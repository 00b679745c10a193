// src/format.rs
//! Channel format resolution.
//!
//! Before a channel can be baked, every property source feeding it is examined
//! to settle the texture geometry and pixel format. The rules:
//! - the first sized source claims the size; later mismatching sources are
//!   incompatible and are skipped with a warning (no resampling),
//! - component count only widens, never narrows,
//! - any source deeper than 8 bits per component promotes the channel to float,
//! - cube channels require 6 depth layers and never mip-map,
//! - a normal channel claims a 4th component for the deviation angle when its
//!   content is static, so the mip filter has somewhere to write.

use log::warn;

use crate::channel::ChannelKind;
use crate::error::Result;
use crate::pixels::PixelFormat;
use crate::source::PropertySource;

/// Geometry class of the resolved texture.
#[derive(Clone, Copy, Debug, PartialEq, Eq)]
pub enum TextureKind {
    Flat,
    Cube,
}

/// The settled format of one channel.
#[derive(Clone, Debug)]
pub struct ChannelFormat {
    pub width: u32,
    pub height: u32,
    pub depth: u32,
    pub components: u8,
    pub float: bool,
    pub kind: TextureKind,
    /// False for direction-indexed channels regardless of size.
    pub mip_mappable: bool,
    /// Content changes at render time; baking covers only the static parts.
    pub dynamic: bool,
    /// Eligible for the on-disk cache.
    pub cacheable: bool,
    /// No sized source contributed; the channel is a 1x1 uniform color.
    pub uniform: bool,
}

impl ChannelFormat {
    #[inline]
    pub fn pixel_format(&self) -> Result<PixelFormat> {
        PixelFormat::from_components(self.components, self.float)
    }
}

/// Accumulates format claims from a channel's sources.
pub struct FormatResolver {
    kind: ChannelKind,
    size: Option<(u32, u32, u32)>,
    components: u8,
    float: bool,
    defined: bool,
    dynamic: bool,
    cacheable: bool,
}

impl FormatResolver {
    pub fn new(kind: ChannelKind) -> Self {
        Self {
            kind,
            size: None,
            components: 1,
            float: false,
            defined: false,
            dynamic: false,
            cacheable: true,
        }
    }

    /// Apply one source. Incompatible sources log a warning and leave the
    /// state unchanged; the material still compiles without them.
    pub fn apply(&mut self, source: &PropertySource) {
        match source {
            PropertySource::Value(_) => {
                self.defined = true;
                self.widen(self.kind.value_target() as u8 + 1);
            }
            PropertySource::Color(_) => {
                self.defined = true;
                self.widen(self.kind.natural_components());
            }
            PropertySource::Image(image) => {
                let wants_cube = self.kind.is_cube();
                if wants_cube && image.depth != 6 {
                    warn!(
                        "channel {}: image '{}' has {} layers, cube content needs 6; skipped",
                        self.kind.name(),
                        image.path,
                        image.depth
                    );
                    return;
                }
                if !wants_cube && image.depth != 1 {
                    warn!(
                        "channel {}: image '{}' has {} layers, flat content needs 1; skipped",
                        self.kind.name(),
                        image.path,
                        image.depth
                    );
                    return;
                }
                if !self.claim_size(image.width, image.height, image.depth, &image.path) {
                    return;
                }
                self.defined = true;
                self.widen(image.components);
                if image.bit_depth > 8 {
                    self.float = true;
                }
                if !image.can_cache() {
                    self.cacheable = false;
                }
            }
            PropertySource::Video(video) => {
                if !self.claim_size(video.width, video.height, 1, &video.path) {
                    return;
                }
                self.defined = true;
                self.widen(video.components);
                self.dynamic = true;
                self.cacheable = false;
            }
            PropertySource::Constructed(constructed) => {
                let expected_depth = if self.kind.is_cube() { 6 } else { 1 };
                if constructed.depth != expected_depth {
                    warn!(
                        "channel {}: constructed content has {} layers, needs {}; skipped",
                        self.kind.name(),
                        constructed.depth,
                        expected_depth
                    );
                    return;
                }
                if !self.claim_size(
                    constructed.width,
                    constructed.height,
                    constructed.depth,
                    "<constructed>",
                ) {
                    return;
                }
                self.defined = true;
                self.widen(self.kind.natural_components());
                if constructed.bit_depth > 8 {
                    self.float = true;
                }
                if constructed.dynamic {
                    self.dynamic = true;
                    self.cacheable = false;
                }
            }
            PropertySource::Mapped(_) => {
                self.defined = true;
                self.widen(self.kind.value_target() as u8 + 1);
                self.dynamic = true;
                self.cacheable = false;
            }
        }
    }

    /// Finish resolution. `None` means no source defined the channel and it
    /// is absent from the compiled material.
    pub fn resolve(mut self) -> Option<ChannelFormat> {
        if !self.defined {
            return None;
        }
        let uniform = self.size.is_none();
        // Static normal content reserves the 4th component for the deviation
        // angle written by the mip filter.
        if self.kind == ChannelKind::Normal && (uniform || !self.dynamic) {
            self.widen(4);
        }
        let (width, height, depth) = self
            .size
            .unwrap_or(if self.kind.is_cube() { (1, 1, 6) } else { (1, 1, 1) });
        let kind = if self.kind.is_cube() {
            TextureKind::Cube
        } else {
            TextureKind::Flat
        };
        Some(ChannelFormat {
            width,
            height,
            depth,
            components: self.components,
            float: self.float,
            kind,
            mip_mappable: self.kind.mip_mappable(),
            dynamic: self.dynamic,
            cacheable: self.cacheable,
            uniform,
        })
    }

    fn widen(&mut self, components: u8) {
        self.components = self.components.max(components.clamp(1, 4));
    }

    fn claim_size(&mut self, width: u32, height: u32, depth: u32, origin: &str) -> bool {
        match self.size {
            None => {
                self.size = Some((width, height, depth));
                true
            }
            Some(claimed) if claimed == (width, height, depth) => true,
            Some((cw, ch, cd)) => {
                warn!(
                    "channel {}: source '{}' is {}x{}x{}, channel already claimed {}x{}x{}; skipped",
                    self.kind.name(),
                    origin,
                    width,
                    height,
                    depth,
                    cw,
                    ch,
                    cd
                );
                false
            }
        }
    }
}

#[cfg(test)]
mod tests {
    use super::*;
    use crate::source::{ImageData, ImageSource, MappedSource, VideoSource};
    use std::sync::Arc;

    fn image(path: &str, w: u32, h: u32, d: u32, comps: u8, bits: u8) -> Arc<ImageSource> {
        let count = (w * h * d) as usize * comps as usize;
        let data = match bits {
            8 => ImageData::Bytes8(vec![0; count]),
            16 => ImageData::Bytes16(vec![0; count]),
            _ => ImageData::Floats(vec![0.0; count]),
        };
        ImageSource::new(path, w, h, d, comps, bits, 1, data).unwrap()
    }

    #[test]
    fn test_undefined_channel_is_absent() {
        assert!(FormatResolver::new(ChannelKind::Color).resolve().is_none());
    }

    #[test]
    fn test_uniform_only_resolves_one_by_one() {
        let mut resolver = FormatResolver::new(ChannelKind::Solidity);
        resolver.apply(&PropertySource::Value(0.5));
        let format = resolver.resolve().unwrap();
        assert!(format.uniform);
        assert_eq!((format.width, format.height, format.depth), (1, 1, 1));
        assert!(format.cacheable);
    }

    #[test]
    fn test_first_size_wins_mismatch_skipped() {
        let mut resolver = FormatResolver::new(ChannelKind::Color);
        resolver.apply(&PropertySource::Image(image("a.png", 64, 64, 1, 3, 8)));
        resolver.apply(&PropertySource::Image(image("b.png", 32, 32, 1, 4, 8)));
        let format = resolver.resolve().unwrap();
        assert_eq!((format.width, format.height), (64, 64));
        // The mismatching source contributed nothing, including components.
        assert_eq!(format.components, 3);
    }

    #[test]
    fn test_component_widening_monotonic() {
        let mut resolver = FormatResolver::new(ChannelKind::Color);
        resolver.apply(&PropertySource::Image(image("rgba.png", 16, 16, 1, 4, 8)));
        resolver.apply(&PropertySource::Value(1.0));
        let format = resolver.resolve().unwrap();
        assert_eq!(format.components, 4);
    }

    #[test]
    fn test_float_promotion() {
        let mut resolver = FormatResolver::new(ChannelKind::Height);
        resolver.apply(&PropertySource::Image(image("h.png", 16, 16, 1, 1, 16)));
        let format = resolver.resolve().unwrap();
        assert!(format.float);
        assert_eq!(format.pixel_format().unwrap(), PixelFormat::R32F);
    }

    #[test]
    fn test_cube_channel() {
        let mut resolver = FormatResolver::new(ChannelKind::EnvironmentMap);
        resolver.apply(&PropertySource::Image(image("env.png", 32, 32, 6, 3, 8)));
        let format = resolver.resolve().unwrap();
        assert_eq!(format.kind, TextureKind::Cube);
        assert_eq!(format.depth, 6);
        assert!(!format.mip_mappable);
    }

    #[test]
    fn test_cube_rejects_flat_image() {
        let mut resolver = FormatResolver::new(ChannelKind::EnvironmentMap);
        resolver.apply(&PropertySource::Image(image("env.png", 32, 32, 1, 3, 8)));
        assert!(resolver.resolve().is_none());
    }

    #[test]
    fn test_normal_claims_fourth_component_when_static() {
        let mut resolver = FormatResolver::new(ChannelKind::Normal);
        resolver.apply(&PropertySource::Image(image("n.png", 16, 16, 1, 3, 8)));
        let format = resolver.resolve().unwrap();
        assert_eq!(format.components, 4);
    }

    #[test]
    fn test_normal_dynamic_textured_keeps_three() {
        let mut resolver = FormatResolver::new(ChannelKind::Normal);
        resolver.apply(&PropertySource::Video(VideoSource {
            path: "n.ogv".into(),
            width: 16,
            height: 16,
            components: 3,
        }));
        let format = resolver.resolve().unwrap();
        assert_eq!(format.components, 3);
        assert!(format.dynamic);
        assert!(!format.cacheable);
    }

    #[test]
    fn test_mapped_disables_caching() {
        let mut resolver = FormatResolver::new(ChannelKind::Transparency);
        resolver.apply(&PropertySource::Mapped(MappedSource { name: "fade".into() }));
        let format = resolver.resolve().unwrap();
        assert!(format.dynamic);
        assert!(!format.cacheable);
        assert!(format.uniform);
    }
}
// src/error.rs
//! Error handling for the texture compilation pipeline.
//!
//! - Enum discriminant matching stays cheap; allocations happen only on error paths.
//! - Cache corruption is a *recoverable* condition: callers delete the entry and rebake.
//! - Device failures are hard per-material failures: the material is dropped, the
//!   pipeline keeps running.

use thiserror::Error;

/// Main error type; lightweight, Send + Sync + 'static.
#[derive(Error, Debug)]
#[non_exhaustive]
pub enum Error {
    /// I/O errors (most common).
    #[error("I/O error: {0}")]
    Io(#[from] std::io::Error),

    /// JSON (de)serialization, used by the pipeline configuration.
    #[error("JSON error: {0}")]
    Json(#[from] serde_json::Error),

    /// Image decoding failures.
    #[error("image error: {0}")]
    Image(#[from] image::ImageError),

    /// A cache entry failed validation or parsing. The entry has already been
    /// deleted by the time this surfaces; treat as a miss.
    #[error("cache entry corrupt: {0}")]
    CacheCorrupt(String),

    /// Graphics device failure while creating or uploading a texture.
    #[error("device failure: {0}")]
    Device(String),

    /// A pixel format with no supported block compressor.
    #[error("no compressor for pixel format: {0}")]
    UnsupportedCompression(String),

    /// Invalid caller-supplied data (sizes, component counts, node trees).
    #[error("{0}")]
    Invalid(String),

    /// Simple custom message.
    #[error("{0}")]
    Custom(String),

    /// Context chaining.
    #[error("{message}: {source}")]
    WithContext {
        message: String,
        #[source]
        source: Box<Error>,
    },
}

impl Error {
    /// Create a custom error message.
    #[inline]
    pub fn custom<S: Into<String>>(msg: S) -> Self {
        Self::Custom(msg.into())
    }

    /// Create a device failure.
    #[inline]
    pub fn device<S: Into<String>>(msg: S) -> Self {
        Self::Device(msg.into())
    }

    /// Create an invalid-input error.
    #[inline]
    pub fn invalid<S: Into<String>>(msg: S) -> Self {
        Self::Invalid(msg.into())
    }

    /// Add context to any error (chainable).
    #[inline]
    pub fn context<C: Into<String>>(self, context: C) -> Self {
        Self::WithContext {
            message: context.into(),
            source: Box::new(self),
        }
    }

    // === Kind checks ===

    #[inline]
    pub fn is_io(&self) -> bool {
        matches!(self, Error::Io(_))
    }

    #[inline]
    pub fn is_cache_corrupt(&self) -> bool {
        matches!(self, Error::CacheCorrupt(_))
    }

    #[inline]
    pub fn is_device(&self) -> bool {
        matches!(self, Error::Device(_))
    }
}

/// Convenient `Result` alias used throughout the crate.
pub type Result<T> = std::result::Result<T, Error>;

==*==

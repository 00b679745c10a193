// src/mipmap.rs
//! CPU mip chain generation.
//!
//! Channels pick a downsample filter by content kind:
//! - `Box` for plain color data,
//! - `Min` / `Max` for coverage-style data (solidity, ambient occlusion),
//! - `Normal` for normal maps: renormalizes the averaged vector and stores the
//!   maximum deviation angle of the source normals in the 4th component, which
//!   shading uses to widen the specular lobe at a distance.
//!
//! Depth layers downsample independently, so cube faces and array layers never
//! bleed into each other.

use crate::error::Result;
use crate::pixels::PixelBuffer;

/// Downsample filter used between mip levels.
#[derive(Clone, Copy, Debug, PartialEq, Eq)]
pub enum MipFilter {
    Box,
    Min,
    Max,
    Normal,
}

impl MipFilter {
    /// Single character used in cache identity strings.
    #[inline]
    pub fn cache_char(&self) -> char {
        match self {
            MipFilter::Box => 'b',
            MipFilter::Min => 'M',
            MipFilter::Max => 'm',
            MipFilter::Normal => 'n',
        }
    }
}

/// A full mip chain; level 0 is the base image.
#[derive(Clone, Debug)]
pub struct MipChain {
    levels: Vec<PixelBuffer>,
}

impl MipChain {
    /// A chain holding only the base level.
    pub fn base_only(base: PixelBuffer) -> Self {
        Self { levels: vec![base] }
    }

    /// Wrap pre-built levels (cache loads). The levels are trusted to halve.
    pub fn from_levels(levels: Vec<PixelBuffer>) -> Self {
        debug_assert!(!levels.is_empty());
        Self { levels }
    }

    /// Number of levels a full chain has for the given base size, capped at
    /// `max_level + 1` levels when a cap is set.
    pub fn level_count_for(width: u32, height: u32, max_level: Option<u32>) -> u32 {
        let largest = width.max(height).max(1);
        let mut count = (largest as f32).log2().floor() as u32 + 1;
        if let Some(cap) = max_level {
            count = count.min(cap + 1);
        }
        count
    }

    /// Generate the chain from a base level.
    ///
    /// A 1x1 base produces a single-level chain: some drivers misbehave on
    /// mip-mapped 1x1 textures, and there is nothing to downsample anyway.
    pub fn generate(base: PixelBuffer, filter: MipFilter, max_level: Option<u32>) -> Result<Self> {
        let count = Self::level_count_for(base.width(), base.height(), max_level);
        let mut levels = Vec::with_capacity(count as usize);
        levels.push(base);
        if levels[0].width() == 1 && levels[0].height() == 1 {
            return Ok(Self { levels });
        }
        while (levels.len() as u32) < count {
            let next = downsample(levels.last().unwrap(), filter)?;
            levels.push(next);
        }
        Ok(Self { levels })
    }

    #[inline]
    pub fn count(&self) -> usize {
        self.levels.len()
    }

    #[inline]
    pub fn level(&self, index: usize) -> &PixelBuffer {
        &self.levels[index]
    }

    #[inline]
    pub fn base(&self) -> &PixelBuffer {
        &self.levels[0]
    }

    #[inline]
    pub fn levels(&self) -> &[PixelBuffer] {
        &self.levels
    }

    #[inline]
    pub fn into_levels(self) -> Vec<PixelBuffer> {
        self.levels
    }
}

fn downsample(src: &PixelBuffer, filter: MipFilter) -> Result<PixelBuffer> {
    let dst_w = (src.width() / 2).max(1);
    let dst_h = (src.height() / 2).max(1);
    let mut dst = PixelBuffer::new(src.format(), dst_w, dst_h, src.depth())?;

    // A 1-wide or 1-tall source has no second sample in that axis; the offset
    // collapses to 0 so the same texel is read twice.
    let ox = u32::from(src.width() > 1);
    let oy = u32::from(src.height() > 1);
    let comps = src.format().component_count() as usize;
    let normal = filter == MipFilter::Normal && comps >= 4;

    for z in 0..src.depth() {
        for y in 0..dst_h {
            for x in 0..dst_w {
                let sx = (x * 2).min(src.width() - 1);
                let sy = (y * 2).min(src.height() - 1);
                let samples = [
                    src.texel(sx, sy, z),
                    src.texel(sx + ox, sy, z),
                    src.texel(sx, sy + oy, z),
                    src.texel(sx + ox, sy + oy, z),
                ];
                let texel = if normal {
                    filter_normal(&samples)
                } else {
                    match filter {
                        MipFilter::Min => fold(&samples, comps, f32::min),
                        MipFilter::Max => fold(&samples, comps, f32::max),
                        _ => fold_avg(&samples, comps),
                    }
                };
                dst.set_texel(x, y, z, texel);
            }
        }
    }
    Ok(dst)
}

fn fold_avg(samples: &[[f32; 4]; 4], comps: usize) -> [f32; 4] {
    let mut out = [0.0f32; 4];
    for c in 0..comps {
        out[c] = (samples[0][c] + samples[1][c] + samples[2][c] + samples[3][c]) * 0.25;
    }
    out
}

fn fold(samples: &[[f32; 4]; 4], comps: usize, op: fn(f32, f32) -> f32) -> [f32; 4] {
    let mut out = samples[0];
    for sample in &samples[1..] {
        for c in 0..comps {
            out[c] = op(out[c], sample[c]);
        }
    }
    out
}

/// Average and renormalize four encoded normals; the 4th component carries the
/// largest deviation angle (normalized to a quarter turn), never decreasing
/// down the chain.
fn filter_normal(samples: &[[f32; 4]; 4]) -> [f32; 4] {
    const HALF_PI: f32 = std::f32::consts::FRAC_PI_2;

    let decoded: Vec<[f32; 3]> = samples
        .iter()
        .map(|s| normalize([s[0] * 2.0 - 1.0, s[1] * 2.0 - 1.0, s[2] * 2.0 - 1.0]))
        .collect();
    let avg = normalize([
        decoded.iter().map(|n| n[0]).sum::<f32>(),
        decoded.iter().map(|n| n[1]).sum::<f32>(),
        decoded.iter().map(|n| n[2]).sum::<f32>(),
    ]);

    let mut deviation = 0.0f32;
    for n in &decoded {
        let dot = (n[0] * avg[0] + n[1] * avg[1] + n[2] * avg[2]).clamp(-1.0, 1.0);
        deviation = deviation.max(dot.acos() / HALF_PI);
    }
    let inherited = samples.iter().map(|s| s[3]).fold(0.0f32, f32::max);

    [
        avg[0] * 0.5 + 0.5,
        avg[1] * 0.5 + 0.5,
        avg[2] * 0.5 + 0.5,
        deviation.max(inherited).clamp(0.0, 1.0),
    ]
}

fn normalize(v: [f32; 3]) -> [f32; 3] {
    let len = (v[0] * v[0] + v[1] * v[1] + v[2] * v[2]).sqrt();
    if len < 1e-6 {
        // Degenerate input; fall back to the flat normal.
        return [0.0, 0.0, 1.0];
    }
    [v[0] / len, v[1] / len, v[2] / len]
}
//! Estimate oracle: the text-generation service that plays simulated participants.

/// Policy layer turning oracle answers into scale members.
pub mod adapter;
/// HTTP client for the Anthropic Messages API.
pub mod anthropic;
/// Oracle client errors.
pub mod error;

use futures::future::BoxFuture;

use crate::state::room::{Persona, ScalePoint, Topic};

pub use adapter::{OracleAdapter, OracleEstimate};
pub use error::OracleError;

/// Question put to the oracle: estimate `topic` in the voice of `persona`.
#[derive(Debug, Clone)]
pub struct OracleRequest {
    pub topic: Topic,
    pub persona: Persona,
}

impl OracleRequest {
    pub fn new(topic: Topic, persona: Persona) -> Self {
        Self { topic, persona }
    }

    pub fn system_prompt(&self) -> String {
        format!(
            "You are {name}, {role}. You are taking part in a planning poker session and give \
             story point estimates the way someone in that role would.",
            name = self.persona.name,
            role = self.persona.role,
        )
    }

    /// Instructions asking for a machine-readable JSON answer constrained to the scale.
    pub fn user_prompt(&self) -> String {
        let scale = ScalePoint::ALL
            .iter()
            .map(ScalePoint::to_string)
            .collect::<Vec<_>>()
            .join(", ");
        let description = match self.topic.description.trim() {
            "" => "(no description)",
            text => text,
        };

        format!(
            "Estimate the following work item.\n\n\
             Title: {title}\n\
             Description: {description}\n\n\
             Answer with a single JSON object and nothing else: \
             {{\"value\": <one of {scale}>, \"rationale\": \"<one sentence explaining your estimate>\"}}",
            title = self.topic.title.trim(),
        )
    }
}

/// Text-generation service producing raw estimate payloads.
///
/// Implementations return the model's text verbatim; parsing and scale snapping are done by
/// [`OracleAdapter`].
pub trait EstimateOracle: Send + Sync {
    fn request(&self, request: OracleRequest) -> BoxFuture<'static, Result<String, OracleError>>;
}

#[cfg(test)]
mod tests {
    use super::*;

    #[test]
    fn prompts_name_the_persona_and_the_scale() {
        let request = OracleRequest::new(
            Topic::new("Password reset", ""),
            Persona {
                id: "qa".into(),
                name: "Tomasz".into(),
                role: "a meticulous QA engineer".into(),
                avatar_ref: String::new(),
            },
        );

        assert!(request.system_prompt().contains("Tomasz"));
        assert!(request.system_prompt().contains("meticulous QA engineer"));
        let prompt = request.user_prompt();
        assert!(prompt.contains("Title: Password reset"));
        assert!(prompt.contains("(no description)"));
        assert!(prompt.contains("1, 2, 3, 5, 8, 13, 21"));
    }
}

==*==

Task requirements ▸ How many of the lines in the material hold the word "nothing"? Give that number alone.

Expected output ▸ 3